It is clear that there is much to be discussed and much that needs to be done in the field of PIML. Sharing information, engaging in serious dialogue, and eking out genuine legal expertise that could inform opinion, and nurturing well informed expertise amongst future legal scholars and practitioners, as also practitioners of the art and science of seafaring — particularly naval and coast guard functionaries — are essential if responsible States are to navigate these complex PIML issues and achieve mutually acceptable outcomes. Mapping the legal ‘seascape’ is a continuous and multifaceted endeavour that requires a deep understanding and dissemination of the applicable legal frameworks, a proactive approach to risk management, effective communication, and cooperation and collaboration among all stakeholders.

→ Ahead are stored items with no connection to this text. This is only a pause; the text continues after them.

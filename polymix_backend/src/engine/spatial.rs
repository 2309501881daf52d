//! Positional audio.
//!
//! The 3-D pass is host-driven: `update_3d_audio` snapshots every positional voice under
//! the lock, computes attenuation, Doppler and per-speaker gains without it, then writes
//! the results back to voices whose handles are still live.

use std::sync::Arc;

use polymix_core::constants::{INAUDIBLE_VOLUME, MAX_CHANNELS};
use polymix_core::{Handle, Mat3, Vec3};

use super::Mixer;
use super::voice::Spatial;
use crate::sources::{AttenuationModel, AudioAttenuator, AudioCollider};

/// Listener pose and the medium sound travels through.
#[derive(Debug, Clone, Copy, PartialEq)]
pub(crate) struct Listener {
    pub position: Vec3,
    pub at: Vec3,
    pub up: Vec3,
    pub velocity: Vec3,
    pub speed_of_sound: f32,
}

impl Listener {
    pub fn new(speed_of_sound: f32) -> Self {
        Self {
            position: Vec3::ZERO,
            at: Vec3::new(0.0, 0.0, -1.0),
            up: Vec3::new(0.0, 1.0, 0.0),
            velocity: Vec3::ZERO,
            speed_of_sound,
        }
    }
}

/// Default speaker directions for a device layout. Unused channels stay at zero.
pub(crate) fn speaker_layout(channels: usize) -> [Vec3; MAX_CHANNELS] {
    let mut speakers = [Vec3::ZERO; MAX_CHANNELS];
    let left = Vec3::new(2.0, 0.0, 1.0);
    let right = Vec3::new(-2.0, 0.0, 1.0);
    match channels {
        1 => speakers[0] = Vec3::new(0.0, 0.0, 1.0),
        2 => {
            speakers[0] = left;
            speakers[1] = right;
        }
        4 => {
            speakers[..4].copy_from_slice(&[
                left,
                right,
                Vec3::new(2.0, 0.0, -1.0),
                Vec3::new(-2.0, 0.0, -1.0),
            ]);
        }
        6 => {
            speakers[..6].copy_from_slice(&[
                left,
                right,
                Vec3::new(0.0, 0.0, 1.0),
                Vec3::ZERO,
                Vec3::new(2.0, 0.0, -1.0),
                Vec3::new(-2.0, 0.0, -1.0),
            ]);
        }
        8 => {
            speakers.copy_from_slice(&[
                left,
                right,
                Vec3::new(0.0, 0.0, 1.0),
                Vec3::ZERO,
                Vec3::new(2.0, 0.0, 0.0),
                Vec3::new(-2.0, 0.0, 0.0),
                Vec3::new(2.0, 0.0, -1.0),
                Vec3::new(-2.0, 0.0, -1.0),
            ]);
        }
        _ => {}
    }
    speakers
}

pub(crate) fn attenuate(
    model: AttenuationModel,
    distance: f32,
    min_distance: f32,
    max_distance: f32,
    rolloff: f32,
) -> f32 {
    let d = distance.max(min_distance).min(max_distance);
    match model {
        AttenuationModel::None => 1.0,
        AttenuationModel::InverseDistance => {
            min_distance / (min_distance + rolloff * (d - min_distance))
        }
        AttenuationModel::LinearDistance => {
            1.0 - rolloff * (d - min_distance) / (max_distance - min_distance)
        }
        AttenuationModel::ExponentialDistance => (d / min_distance).powf(-rolloff),
    }
}

/// Playback-rate factor for a source at `delta` from the listener.
pub(crate) fn doppler(
    delta: Vec3,
    source_velocity: Vec3,
    listener_velocity: Vec3,
    factor: f32,
    speed_of_sound: f32,
) -> f32 {
    let distance = delta.length();
    if distance == 0.0 {
        return 1.0;
    }
    let max_speed = speed_of_sound / factor;
    let listener_speed = (delta.dot(listener_velocity) / distance).min(max_speed);
    let source_speed = (delta.dot(source_velocity) / distance).min(max_speed);
    (speed_of_sound - factor * listener_speed) / (speed_of_sound - factor * source_speed)
}

/// Everything the math needs, copied out so it runs without the engine lock.
pub(crate) struct SpatialFrame {
    listener: Listener,
    orientation: Mat3,
    speakers: [Vec3; MAX_CHANNELS],
    channels: usize,
}

impl SpatialFrame {
    pub fn new(listener: Listener, speakers: &[Vec3; MAX_CHANNELS], channels: usize) -> Self {
        Self {
            listener,
            orientation: Mat3::look_at_rh(listener.at, listener.up),
            speakers: speakers.map(Vec3::normalize),
            channels: channels.min(MAX_CHANNELS),
        }
    }

    /// Fill in volume, Doppler and speaker gains of one voice.
    pub fn compute(&self, handle: Handle, spatial: &mut Spatial, listener_relative: bool) {
        let mut volume = match &spatial.collider {
            Some(collider) => collider.collide(handle, spatial.position, spatial.velocity),
            None => 1.0,
        };

        let mut position = spatial.position;
        if !listener_relative {
            position = position - self.listener.position;
        }
        let distance = position.length();

        volume *= match &spatial.attenuator {
            Some(attenuator) => attenuator.attenuate(
                distance,
                spatial.min_distance,
                spatial.max_distance,
                spatial.rolloff,
            ),
            None => attenuate(
                spatial.attenuation,
                distance,
                spatial.min_distance,
                spatial.max_distance,
                spatial.rolloff,
            ),
        };

        spatial.doppler = doppler(
            position,
            spatial.velocity,
            self.listener.velocity,
            spatial.doppler_factor,
            self.listener.speed_of_sound,
        );

        let direction = self.orientation.transform(position).normalize();
        spatial.channel_volume = [0.0; MAX_CHANNELS];
        for (gain, speaker) in spatial.channel_volume[..self.channels]
            .iter_mut()
            .zip(&self.speakers)
        {
            *gain = if speaker.is_zero() {
                1.0
            } else {
                (speaker.dot(direction) + 1.0) / 2.0
            };
        }
        spatial.volume = volume;
    }
}

impl Mixer {
    /// Recompute every positional voice from the current listener and source poses.
    pub fn update_3d_audio(&self) {
        let (frame, mut batch) = {
            let core = self.core.lock();
            let frame = SpatialFrame::new(core.listener, &core.speakers, core.device.channels);
            let batch: Vec<_> = core.voices[..core.max_used]
                .iter()
                .flatten()
                .filter(|v| v.flags.process_3d)
                .map(|v| (v.handle, v.flags.listener_relative, v.spatial.clone()))
                .collect();
            (frame, batch)
        };

        for (handle, listener_relative, spatial) in &mut batch {
            frame.compute(*handle, spatial, *listener_relative);
        }

        let mut core = self.core.lock();
        for (handle, _, spatial) in batch {
            let Some(slot) = core.slot_of(handle) else {
                continue;
            };
            let kill = match core.voices[slot].as_deref_mut() {
                Some(voice) => {
                    voice.spatial.volume = spatial.volume;
                    voice.spatial.doppler = spatial.doppler;
                    voice.spatial.channel_volume = spatial.channel_volume;
                    voice.channel_volume = spatial.channel_volume;
                    voice.update_speed();
                    voice.update_volume();
                    voice.flags.inaudible = voice.overall_volume < INAUDIBLE_VOLUME;
                    voice.flags.inaudible && voice.flags.inaudible_kill
                }
                None => false,
            };
            if kill {
                core.stop_voice(slot);
            }
        }
        core.active_dirty = true;
    }

    pub fn set_3d_listener_parameters(&self, position: Vec3, at: Vec3, up: Vec3, velocity: Vec3) {
        let mut core = self.core.lock();
        core.listener.position = position;
        core.listener.at = at;
        core.listener.up = up;
        core.listener.velocity = velocity;
    }

    pub fn set_3d_listener_position(&self, position: Vec3) {
        self.core.lock().listener.position = position;
    }

    pub fn set_3d_listener_at(&self, at: Vec3) {
        self.core.lock().listener.at = at;
    }

    pub fn set_3d_listener_up(&self, up: Vec3) {
        self.core.lock().listener.up = up;
    }

    pub fn set_3d_listener_velocity(&self, velocity: Vec3) {
        self.core.lock().listener.velocity = velocity;
    }

    pub fn set_3d_sound_speed(&self, speed: f32) {
        if speed > 0.0 {
            self.core.lock().listener.speed_of_sound = speed;
        }
    }

    pub fn sound_speed_3d(&self) -> f32 {
        self.core.lock().listener.speed_of_sound
    }

    pub fn set_3d_source_parameters(&self, voice: Handle, position: Vec3, velocity: Vec3) {
        self.core.lock().for_each_voice(voice, |v| {
            v.spatial.position = position;
            v.spatial.velocity = velocity;
        });
    }

    pub fn set_3d_source_position(&self, voice: Handle, position: Vec3) {
        self.core
            .lock()
            .for_each_voice(voice, |v| v.spatial.position = position);
    }

    pub fn set_3d_source_velocity(&self, voice: Handle, velocity: Vec3) {
        self.core
            .lock()
            .for_each_voice(voice, |v| v.spatial.velocity = velocity);
    }

    pub fn set_3d_source_min_max_distance(&self, voice: Handle, min_distance: f32, max_distance: f32) {
        self.core.lock().for_each_voice(voice, |v| {
            v.spatial.min_distance = min_distance;
            v.spatial.max_distance = max_distance;
        });
    }

    pub fn set_3d_source_attenuation(&self, voice: Handle, model: AttenuationModel, rolloff: f32) {
        self.core.lock().for_each_voice(voice, |v| {
            v.spatial.attenuation = model;
            v.spatial.rolloff = rolloff;
        });
    }

    pub fn set_3d_source_doppler_factor(&self, voice: Handle, factor: f32) {
        self.core
            .lock()
            .for_each_voice(voice, |v| v.spatial.doppler_factor = factor);
    }

    pub fn set_3d_source_collider(&self, voice: Handle, collider: Option<Arc<dyn AudioCollider>>) {
        self.core
            .lock()
            .for_each_voice(voice, |v| v.spatial.collider = collider.clone());
    }

    pub fn set_3d_source_attenuator(
        &self,
        voice: Handle,
        attenuator: Option<Arc<dyn AudioAttenuator>>,
    ) {
        self.core
            .lock()
            .for_each_voice(voice, |v| v.spatial.attenuator = attenuator.clone());
    }
}

#[cfg(test)]
mod tests {
    use super::*;

    #[test]
    fn test_attenuation_models() {
        let inverse = attenuate(AttenuationModel::InverseDistance, 10.0, 1.0, 100.0, 1.0);
        assert!((inverse - 0.1).abs() < 1e-6);
        let linear = attenuate(AttenuationModel::LinearDistance, 50.5, 1.0, 100.0, 1.0);
        assert!((linear - 0.5).abs() < 1e-6);
        let exponential = attenuate(AttenuationModel::ExponentialDistance, 4.0, 1.0, 100.0, 0.5);
        assert!((exponential - 0.5).abs() < 1e-6);
        // Closer than the minimum distance is full volume.
        assert_eq!(attenuate(AttenuationModel::InverseDistance, 0.2, 1.0, 100.0, 1.0), 1.0);
        assert_eq!(attenuate(AttenuationModel::None, 1e6, 1.0, 100.0, 1.0), 1.0);
    }

    #[test]
    fn test_doppler_with_still_bodies_is_unity() {
        let d = doppler(Vec3::new(10.0, 0.0, 0.0), Vec3::ZERO, Vec3::ZERO, 1.0, 343.3);
        assert_eq!(d, 1.0);
        assert_eq!(doppler(Vec3::ZERO, Vec3::ZERO, Vec3::ZERO, 1.0, 343.3), 1.0);
    }

    #[test]
    fn test_doppler_uses_speed_along_line_of_sight() {
        let d = doppler(
            Vec3::new(10.0, 0.0, 0.0),
            Vec3::new(30.0, 0.0, 0.0),
            Vec3::ZERO,
            1.0,
            343.3,
        );
        assert!((d - 343.3 / (343.3 - 30.0)).abs() < 1e-5);
    }

    #[test]
    fn test_speaker_gains_follow_direction() {
        let listener = Listener::new(343.3);
        let frame = SpatialFrame::new(listener, &speaker_layout(2), 2);
        let props = crate::sources::SourceProperties::default();
        let mut spatial = Spatial::from_source(&props);
        spatial.position = Vec3::new(0.0, 0.0, -5.0);
        frame.compute(Handle::NULL, &mut spatial, false);
        // Straight ahead: both speakers get the same gain.
        assert!((spatial.channel_volume[0] - spatial.channel_volume[1]).abs() < 1e-6);
        assert_eq!(spatial.channel_volume[2], 0.0);
    }

    #[test]
    fn test_lfe_speaker_has_unit_gain() {
        let frame = SpatialFrame::new(Listener::new(343.3), &speaker_layout(6), 6);
        let props = crate::sources::SourceProperties::default();
        let mut spatial = Spatial::from_source(&props);
        spatial.position = Vec3::new(3.0, 1.0, 2.0);
        frame.compute(Handle::NULL, &mut spatial, false);
        assert_eq!(spatial.channel_volume[3], 1.0);
        assert!(spatial.channel_volume[..6].iter().all(|g| (0.0..=1.0).contains(g)));
    }
}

In recognition of the importance and urgency of finding solutions to the several challenges confronting nation-States in terms of PIML, the National Maritime Foundation (NMF), New Delhi, and the India office of Konrad-Adenauer-Stiftung (KAS) have initiated what is expected to be an annual series of international seminars. An inaugural two-day seminar has accordingly been scheduled in New Delhi on the 18th and 19th of September 2025. It seeks to convene a conclave of international and national (Indian) scholars, PIML experts, and practitioners to deliberate upon the optimal solutions to the several complexities of public international maritime law so as to be better able to advise governments and private entities towards fostering a safer, more secure, and a legally stable and sustainable maritime environment.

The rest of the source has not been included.